*Task details*.
Your task is to repeat the entries exactly from their first line through the line with "use async_channel::Receiver;", and to stop there.
##### Recorded information #####
use std::path::PathBuf;

use crate::transfer::client_copy::ClientCopyConfig;
use crate::transfer::retry::RetryConfig;
use crate::types::StoragePath;

pub mod args;

#[derive(Debug, Clone)]
pub struct Config {
    pub command: CommandConfig,
    pub worker_size: u16,
    pub bandwidth_limit: Option<String>,
    pub staging_dir: PathBuf,
    pub retry_config: RetryConfig,
    pub tracing_config: Option<TracingConfig>,
    pub max_keys: i32,
}

#[derive(Debug, Clone)]
pub enum CommandConfig {
    Sync(SyncConfig),
    ClientCopy(ClientCopyConfig),
}

impl Config {
    pub fn sync_config(&self) -> &SyncConfig {
        match &self.command {
            CommandConfig::Sync(sync_config) => sync_config,
            CommandConfig::ClientCopy(_) => panic!("not a sync configuration."),
        }
    }
}

#[derive(Debug, Clone)]
pub struct SyncConfig {
    pub source: StoragePath,
    pub destination: StoragePath,
    pub size_only: bool,
    pub hash_only: bool,
    pub delete: bool,
    pub max_delete: i64,
    pub exit_on_error: bool,
}

/// Per-side S3 client settings. The profile and endpoint override whatever
/// the environment would otherwise supply for that side.
#[derive(Debug, Clone, Default)]
pub struct ClientConfig {
    pub profile: Option<String>,
    pub endpoint_url: Option<String>,
    pub force_path_style: bool,
}

#[derive(Debug, Clone, Copy)]
pub struct TracingConfig {
    pub tracing_level: log::Level,
    pub json_tracing: bool,
}
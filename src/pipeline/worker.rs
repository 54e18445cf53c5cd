use std::collections::VecDeque;
use std::sync::atomic::{AtomicBool, Ordering};
use std::sync::{Arc, Mutex};

use anyhow::{Error, Result};
use async_channel::Receiver;
use tracing::{debug, error, info, trace, warn};

use crate::storage::Storage;
use crate::transfer::retry::{RetryConfig, TracingRetryObserver, with_retry};
use crate::types::error::{TransferErrorKind, classify_error, should_stop_sync};
use crate::types::token::PipelineCancellationToken;
use crate::types::{ObjectEntry, SyncPlanItem, SyncStatistics};

/// Executes plan items from the shared plan channel. Copies run through the
/// generic transfer path: source reader into destination writer, each
/// attempt under the retry controller, bandwidth limiting threaded through
/// the storage streams.
pub struct SyncWorker {
    worker_index: u16,
    source: Storage,
    destination: Storage,
    receiver: Receiver<SyncPlanItem>,
    retry_config: RetryConfig,
    exit_on_error: bool,
    cancellation_token: PipelineCancellationToken,
    has_error: Arc<AtomicBool>,
    errors: Arc<Mutex<VecDeque<Error>>>,
}

impl SyncWorker {
    #[allow(clippy::too_many_arguments)]
    pub fn new(
        worker_index: u16,
        source: Storage,
        destination: Storage,
        receiver: Receiver<SyncPlanItem>,
        retry_config: RetryConfig,
        exit_on_error: bool,
        cancellation_token: PipelineCancellationToken,
        has_error: Arc<AtomicBool>,
        errors: Arc<Mutex<VecDeque<Error>>>,
    ) -> Self {
        Self {
            worker_index,
            source,
            destination,
            receiver,
            retry_config,
            exit_on_error,
            cancellation_token,
            has_error,
            errors,
        }
    }

    pub async fn execute(&self) -> Result<()> {
        trace!(worker_index = self.worker_index, "sync worker has started.");

        loop {
            // cancellation wins over available plan items, so no new item
            // starts after the token fires
            tokio::select! {
                biased;
                _ = self.cancellation_token.cancelled() => {
                    info!(worker_index = self.worker_index, "sync worker has been cancelled.");
                    return Ok(());
                },
                recv_result = self.receiver.recv() => {
                    match recv_result {
                        Ok(plan_item) => {
                            if let Err(e) = self.execute_item(plan_item).await {
                                if should_stop_sync(&e, self.exit_on_error) {
                                    self.cancellation_token.cancel();
                                    error!(
                                        worker_index = self.worker_index,
                                        error = e.to_string(),
                                        "sync worker has been cancelled with error."
                                    );
                                    return Err(e);
                                }

                                self.record_error(e);
                            }
                        },
                        Err(_) => {
                            // normal shutdown
                            trace!(worker_index = self.worker_index, "sync worker has been completed.");
                            break;
                        }
                    }
                }
            }
        }

        Ok(())
    }

    async fn execute_item(&self, plan_item: SyncPlanItem) -> Result<()> {
        match plan_item {
            SyncPlanItem::Copy { source, .. } => self.copy_object(source).await,
            SyncPlanItem::Delete { key, .. } => self.delete_object(&key).await,
        }
    }

    async fn copy_object(&self, source_entry: ObjectEntry) -> Result<()> {
        let key = source_entry.key.clone();
        let observer = TracingRetryObserver;

        let result = {
            let source_entry = &source_entry;
            with_retry(
                &self.retry_config,
                &self.cancellation_token,
                &observer,
                "copy",
                move || async move {
                    let reader = self.source.get_object_reader(&source_entry.key).await?;
                    self.destination
                        .put_object(
                            &source_entry.key,
                            reader,
                            source_entry.size as u64,
                            Some(source_entry.last_modified),
                        )
                        .await
                },
            )
            .await
        };

        if let Err(e) = result {
            // the source object can disappear between listing and transfer
            if classify_error(&e) == TransferErrorKind::NoObjectFound {
                self.destination
                    .send_stats(SyncStatistics::SyncWarning { key: key.clone() })
                    .await;
                warn!(
                    worker_index = self.worker_index,
                    key = key,
                    error = e.to_string(),
                    "object not found. skipping."
                );

                return Ok(());
            }

            self.destination
                .send_stats(SyncStatistics::SyncError { key: key.clone() })
                .await;
            return Err(e.context(format!("copy failed. key={key}.")));
        }

        self.destination
            .send_stats(SyncStatistics::SyncComplete { key: key.clone() })
            .await;

        debug!(
            worker_index = self.worker_index,
            key = key,
            size = source_entry.size,
            "object copied."
        );

        Ok(())
    }

    async fn delete_object(&self, key: &str) -> Result<()> {
        if let Err(e) = self.destination.delete_object(key).await {
            self.destination
                .send_stats(SyncStatistics::SyncError {
                    key: key.to_string(),
                })
                .await;
            return Err(e.context(format!("delete failed. key={key}.")));
        }

        self.destination
            .send_stats(SyncStatistics::SyncDelete {
                key: key.to_string(),
            })
            .await;

        debug!(worker_index = self.worker_index, key = key, "object deleted.");

        Ok(())
    }

    fn record_error(&self, e: Error) {
        self.has_error.store(true, Ordering::SeqCst);

        warn!(
            worker_index = self.worker_index,
            error = e.to_string(),
            source = e.source(),
            "plan item failed, continuing."
        );

        self.errors.lock().unwrap().push_back(e);
    }
}

#[cfg(test)]
mod tests {
    use super::*;
    use crate::storage::local::LocalStorageFactory;
    use crate::storage::{StorageFactory, StorageTrait};
    use crate::types::token::create_pipeline_cancellation_token;
    use crate::types::{ObjectUrl, StoragePath};
    use chrono::Utc;
    use std::collections::HashMap;
    use std::path::PathBuf;

    async fn local_storage(root: PathBuf) -> (Storage, async_channel::Receiver<SyncStatistics>) {
        let (stats_sender, stats_receiver) = async_channel::unbounded();
        let storage = LocalStorageFactory::create(
            StoragePath::Local(root),
            create_pipeline_cancellation_token(),
            stats_sender,
            None,
            None,
        )
        .await;

        (storage, stats_receiver)
    }

    fn worker(
        source: Storage,
        destination: Storage,
        receiver: Receiver<SyncPlanItem>,
        exit_on_error: bool,
        cancellation_token: PipelineCancellationToken,
    ) -> SyncWorker {
        SyncWorker::new(
            0,
            source,
            destination,
            receiver,
            RetryConfig {
                max_retries: 0,
                ..Default::default()
            },
            exit_on_error,
            cancellation_token,
            Arc::new(AtomicBool::new(false)),
            Arc::new(Mutex::new(VecDeque::new())),
        )
    }

    #[tokio::test]
    async fn copy_and_delete_plan_items() {
        init_dummy_tracing_subscriber();

        let source_dir = tempfile::tempdir().unwrap();
        let destination_dir = tempfile::tempdir().unwrap();
        std::fs::write(source_dir.path().join("data1"), b"test data").unwrap();
        std::fs::write(destination_dir.path().join("stale"), b"stale").unwrap();

        let (source, _source_stats) = local_storage(source_dir.path().to_path_buf()).await;
        let (destination, destination_stats) =
            local_storage(destination_dir.path().to_path_buf()).await;

        let source_entry = source.stat_object("data1").await.unwrap();

        let (plan_sender, plan_receiver) = async_channel::bounded(10);
        plan_sender
            .send(SyncPlanItem::Copy {
                destination: ObjectUrl::Local(destination_dir.path().join("data1")),
                source: source_entry,
            })
            .await
            .unwrap();
        plan_sender
            .send(SyncPlanItem::Delete {
                key: "stale".to_string(),
                url: ObjectUrl::Local(destination_dir.path().join("stale")),
            })
            .await
            .unwrap();
        plan_sender.close();

        let worker = worker(
            source,
            destination,
            plan_receiver,
            false,
            create_pipeline_cancellation_token(),
        );
        worker.execute().await.unwrap();

        assert_eq!(
            std::fs::read(destination_dir.path().join("data1")).unwrap(),
            b"test data"
        );
        assert!(!destination_dir.path().join("stale").exists());

        let mut seen = HashMap::new();
        while let Ok(stats) = destination_stats.try_recv() {
            *seen.entry(std::mem::discriminant(&stats)).or_insert(0) += 1;
        }
        assert_eq!(
            seen[&std::mem::discriminant(&SyncStatistics::SyncComplete {
                key: String::new()
            })],
            1
        );
        assert_eq!(
            seen[&std::mem::discriminant(&SyncStatistics::SyncDelete {
                key: String::new()
            })],
            1
        );
    }

    #[tokio::test]
    async fn missing_source_object_is_benign() {
        init_dummy_tracing_subscriber();

        let source_dir = tempfile::tempdir().unwrap();
        let destination_dir = tempfile::tempdir().unwrap();

        let (source, _source_stats) = local_storage(source_dir.path().to_path_buf()).await;
        let (destination, destination_stats) =
            local_storage(destination_dir.path().to_path_buf()).await;

        let (plan_sender, plan_receiver) = async_channel::bounded(10);
        plan_sender
            .send(SyncPlanItem::Copy {
                destination: ObjectUrl::Local(destination_dir.path().join("missing")),
                source: ObjectEntry {
                    key: "missing".to_string(),
                    url: ObjectUrl::Local(source_dir.path().join("missing")),
                    size: 1,
                    last_modified: Utc::now(),
                    e_tag: None,
                },
            })
            .await
            .unwrap();
        plan_sender.close();

        let cancellation_token = create_pipeline_cancellation_token();
        let worker = worker(
            source,
            destination,
            plan_receiver,
            false,
            cancellation_token.clone(),
        );

        // the vanished object is skipped with a warning, not recorded as
        // an error
        worker.execute().await.unwrap();
        assert!(!cancellation_token.is_cancelled());
        assert!(!worker.has_error.load(Ordering::SeqCst));
        assert!(worker.errors.lock().unwrap().is_empty());

        let mut warnings = 0;
        while let Ok(stats) = destination_stats.try_recv() {
            assert!(!matches!(stats, SyncStatistics::SyncError { .. }));
            if matches!(stats, SyncStatistics::SyncWarning { .. }) {
                warnings += 1;
            }
        }
        assert_eq!(warnings, 1);
    }

    #[tokio::test]
    async fn exit_on_error_cancels_the_pipeline() {
        init_dummy_tracing_subscriber();

        let source_dir = tempfile::tempdir().unwrap();
        let destination_dir = tempfile::tempdir().unwrap();
        // remove_file on a directory fails with a non-benign error
        std::fs::create_dir(destination_dir.path().join("blocked")).unwrap();

        let (source, _source_stats) = local_storage(source_dir.path().to_path_buf()).await;
        let (destination, _destination_stats) =
            local_storage(destination_dir.path().to_path_buf()).await;

        let (plan_sender, plan_receiver) = async_channel::bounded(10);
        plan_sender
            .send(SyncPlanItem::Delete {
                key: "blocked".to_string(),
                url: ObjectUrl::Local(destination_dir.path().join("blocked")),
            })
            .await
            .unwrap();
        plan_sender.close();

        let cancellation_token = create_pipeline_cancellation_token();
        let worker = worker(
            source,
            destination,
            plan_receiver,
            true,
            cancellation_token.clone(),
        );

        assert!(worker.execute().await.is_err());
        assert!(cancellation_token.is_cancelled());
    }

    #[tokio::test]
    async fn cancelled_worker_starts_no_new_items() {
        init_dummy_tracing_subscriber();

        let source_dir = tempfile::tempdir().unwrap();
        let destination_dir = tempfile::tempdir().unwrap();
        std::fs::write(source_dir.path().join("data1"), b"test data").unwrap();

        let (source, _source_stats) = local_storage(source_dir.path().to_path_buf()).await;
        let (destination, _destination_stats) =
            local_storage(destination_dir.path().to_path_buf()).await;

        let source_entry = source.stat_object("data1").await.unwrap();

        let (plan_sender, plan_receiver) = async_channel::bounded(10);
        plan_sender
            .send(SyncPlanItem::Copy {
                destination: ObjectUrl::Local(destination_dir.path().join("data1")),
                source: source_entry,
            })
            .await
            .unwrap();

        let cancellation_token = create_pipeline_cancellation_token();
        cancellation_token.cancel();

        let worker = worker(
            source,
            destination,
            plan_receiver,
            false,
            cancellation_token,
        );
        worker.execute().await.unwrap();

        assert!(!destination_dir.path().join("data1").exists());
    }

    fn init_dummy_tracing_subscriber() {
        let _ = tracing_subscriber::fmt()
            .with_env_filter("dummy=trace")
            .try_init();
    }
}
#####
*Finished exercise*.
use std::path::PathBuf;

use crate::transfer::client_copy::ClientCopyConfig;
use crate::transfer::retry::RetryConfig;
use crate::types::StoragePath;

pub mod args;

#[derive(Debug, Clone)]
pub struct Config {
    pub command: CommandConfig,
    pub worker_size: u16,
    pub bandwidth_limit: Option<String>,
    pub staging_dir: PathBuf,
    pub retry_config: RetryConfig,
    pub tracing_config: Option<TracingConfig>,
    pub max_keys: i32,
}

#[derive(Debug, Clone)]
pub enum CommandConfig {
    Sync(SyncConfig),
    ClientCopy(ClientCopyConfig),
}

impl Config {
    pub fn sync_config(&self) -> &SyncConfig {
        match &self.command {
            CommandConfig::Sync(sync_config) => sync_config,
            CommandConfig::ClientCopy(_) => panic!("not a sync configuration."),
        }
    }
}

#[derive(Debug, Clone)]
pub struct SyncConfig {
    pub source: StoragePath,
    pub destination: StoragePath,
    pub size_only: bool,
    pub hash_only: bool,
    pub delete: bool,
    pub max_delete: i64,
    pub exit_on_error: bool,
}

/// Per-side S3 client settings. The profile and endpoint override whatever
/// the environment would otherwise supply for that side.
#[derive(Debug, Clone, Default)]
pub struct ClientConfig {
    pub profile: Option<String>,
    pub endpoint_url: Option<String>,
    pub force_path_style: bool,
}

#[derive(Debug, Clone, Copy)]
pub struct TracingConfig {
    pub tracing_level: log::Level,
    pub json_tracing: bool,
}
filename src/pipeline/worker.rs
repository 54e18445cf53c5cd
use std::collections::VecDeque;
use std::sync::atomic::{AtomicBool, Ordering};
use std::sync::{Arc, Mutex};

use anyhow::{Error, Result};
use async_channel::Receiver;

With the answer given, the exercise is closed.